敵とは誰だ?
物語には必ず敵がいる。
敵とは呼ばなくても、障害と呼べる何かがある。
ドラえもんで言えば、のび太の終わらない宿題とかがそれである。
その敵、もしくは障害を排除するために、物語は動いていく。
その過程で、キャラクターが成長していったり、何かを手に入れたり、逆に何かを失ったりすることをドラマと呼ぶのだ。
つまり、物語には敵や障害が必ず必要と言える。
では実際の人生ではどうだろうか?
敵や障害が多い人もいるだろう。もしかしたら人生そのものをまるで敵のように思っている人も多いかもしれない。
人生は厳しいとか、人生は思い通りにならないとか口癖のように言っている人は、まさに
人生を敵認定していると言ってもいい。
しかし、それは本当だろうか。
何かを敵や障害、壁のように思っているのは他ならない自分だ。
自分が特定の対象を敵だとか、障害だとか、邪魔な壁のように見ているのだ。
嫌いなタイプの人間のように人生を見ている。
油断も隙も無い、まったく信用できない相手のように思ってもいる。
それなのに、その相手が自分の都合がいいように振る舞ってくれないと苛立って仕方がない。

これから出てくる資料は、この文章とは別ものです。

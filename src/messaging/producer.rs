//! # Message Producer
//!
//! Enqueues one row per [`MessageProducer::insert`] call. The insert statement is
//! rendered once at construction; the ordinal is always sourced from the database
//! sequence inline (or the outgoing insert trigger), never computed here.
//!
//! Outside an explicit [`MessageProducer::tx_begin`]/[`MessageProducer::tx_commit`]
//! pair each insert auto-commits.

use super::mapper::insert_parameters;
use super::Message;
use crate::constants::defaults;
use crate::database::{IsolationLevel, QueueConnection};
use crate::error::{QueueError, QueueResult};
use crate::query_builder::builder_for;
use crate::schema::{QueueDirection, QueueTableSchema, SchemaVersion};
use crate::validation::{detect_version, MatchPolicy};
use serde::{Deserialize, Serialize};
use tracing::{debug, error, info, instrument};

#[derive(Debug, Clone, Serialize, Deserialize)]
#[serde(default)]
pub struct ProducerConfig {
    /// Years added to timestamps on insert
    pub year_offset: i32,
    pub match_policy: MatchPolicy,
}

impl Default for ProducerConfig {
    fn default() -> Self {
        Self {
            year_offset: defaults::YEAR_OFFSET,
            match_policy: MatchPolicy::default(),
        }
    }
}

pub struct MessageProducer {
    connection: Box<dyn QueueConnection>,
    table_name: String,
    version: SchemaVersion,
    insert_script: String,
    config: ProducerConfig,
}

impl MessageProducer {
    pub fn new(
        connection: Box<dyn QueueConnection>,
        schema: &QueueTableSchema,
        direction: QueueDirection,
    ) -> QueueResult<Self> {
        Self::with_config(connection, schema, direction, ProducerConfig::default())
    }

    /// Refused with [`QueueError::InterfaceVersion`] when the table matches no schema version
    pub fn with_config(
        connection: Box<dyn QueueConnection>,
        schema: &QueueTableSchema,
        direction: QueueDirection,
        config: ProducerConfig,
    ) -> QueueResult<Self> {
        let version = detect_version(schema, direction, config.match_policy)?;
        let scripts = builder_for(connection.provider()).build(schema, &version)?;

        info!(
            table = %schema.table_name(),
            version = %version,
            provider = %connection.provider(),
            "📤 Message producer ready"
        );

        Ok(Self {
            connection,
            table_name: schema.table_name().to_string(),
            version,
            insert_script: scripts.insert,
            config,
        })
    }

    pub fn version(&self) -> SchemaVersion {
        self.version
    }

    pub fn in_transaction(&self) -> bool {
        self.connection.in_transaction()
    }

    /// Enqueue one message
    #[instrument(skip(self, message), fields(table = %self.table_name, message_type = %message.message_type))]
    pub async fn insert(&mut self, message: &Message) -> QueueResult<()> {
        let params = insert_parameters(message, &self.version, self.config.year_offset)?;

        let affected = self
            .connection
            .execute_non_query(&self.insert_script, &params)
            .await
            .map_err(|e| {
                error!(error = %e, "Failed to enqueue message");
                e
            })?;

        debug!(affected = affected, "Enqueued message");
        Ok(())
    }

    /// Start batching inserts in one transaction
    pub async fn tx_begin(&mut self) -> QueueResult<()> {
        self.connection.begin(IsolationLevel::ReadCommitted).await
    }

    pub async fn tx_commit(&mut self) -> QueueResult<()> {
        if !self.connection.in_transaction() {
            return Err(QueueError::transaction("tx_commit called without tx_begin"));
        }
        self.connection.commit().await
    }

    pub async fn tx_rollback(&mut self) -> QueueResult<()> {
        self.connection.rollback().await
    }
}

だが、やはりそれも自分が相手をそう見ているから、それに応えているのではないか。
だったら、見方を変えればいい。
ほんの少し、見方を変えるだけで違う意味を持つこともある。
ドラゴンボールのベジータは最初は、悟空と戦って死ぬ予定の敵だったそうだ。
それが、予想以上に人気が出たから、そのままレギュラーキャラになった。
かつて死ぬ予定だった敵は、作品を代表する人気キャラになった。
いろいろな見方ができるのだ。
それは人生においても言えるはずだ。
それは自分を痛めつけることしかしない敵なのか、それとも優しく寄り添ってくれる味方なのか。
人生が自分に厳しいことを突き付けてくるのではない。
人生とは厳しいことしか突き付けてこないんだと、自分が拗ねているだけなのかもしれない。
本当は人生は僕たちに優しくしたくて仕方ないのかもしれない。案外甘やかしてくれるところもあるかもしれない。
いつもそんな風には思えないかもしれないが、たまにはそんなふうに思ってみるのもいいのではないだろうか。
物語も、そこに出てくるキャラクターも一面性しか持っていないものはないのだから。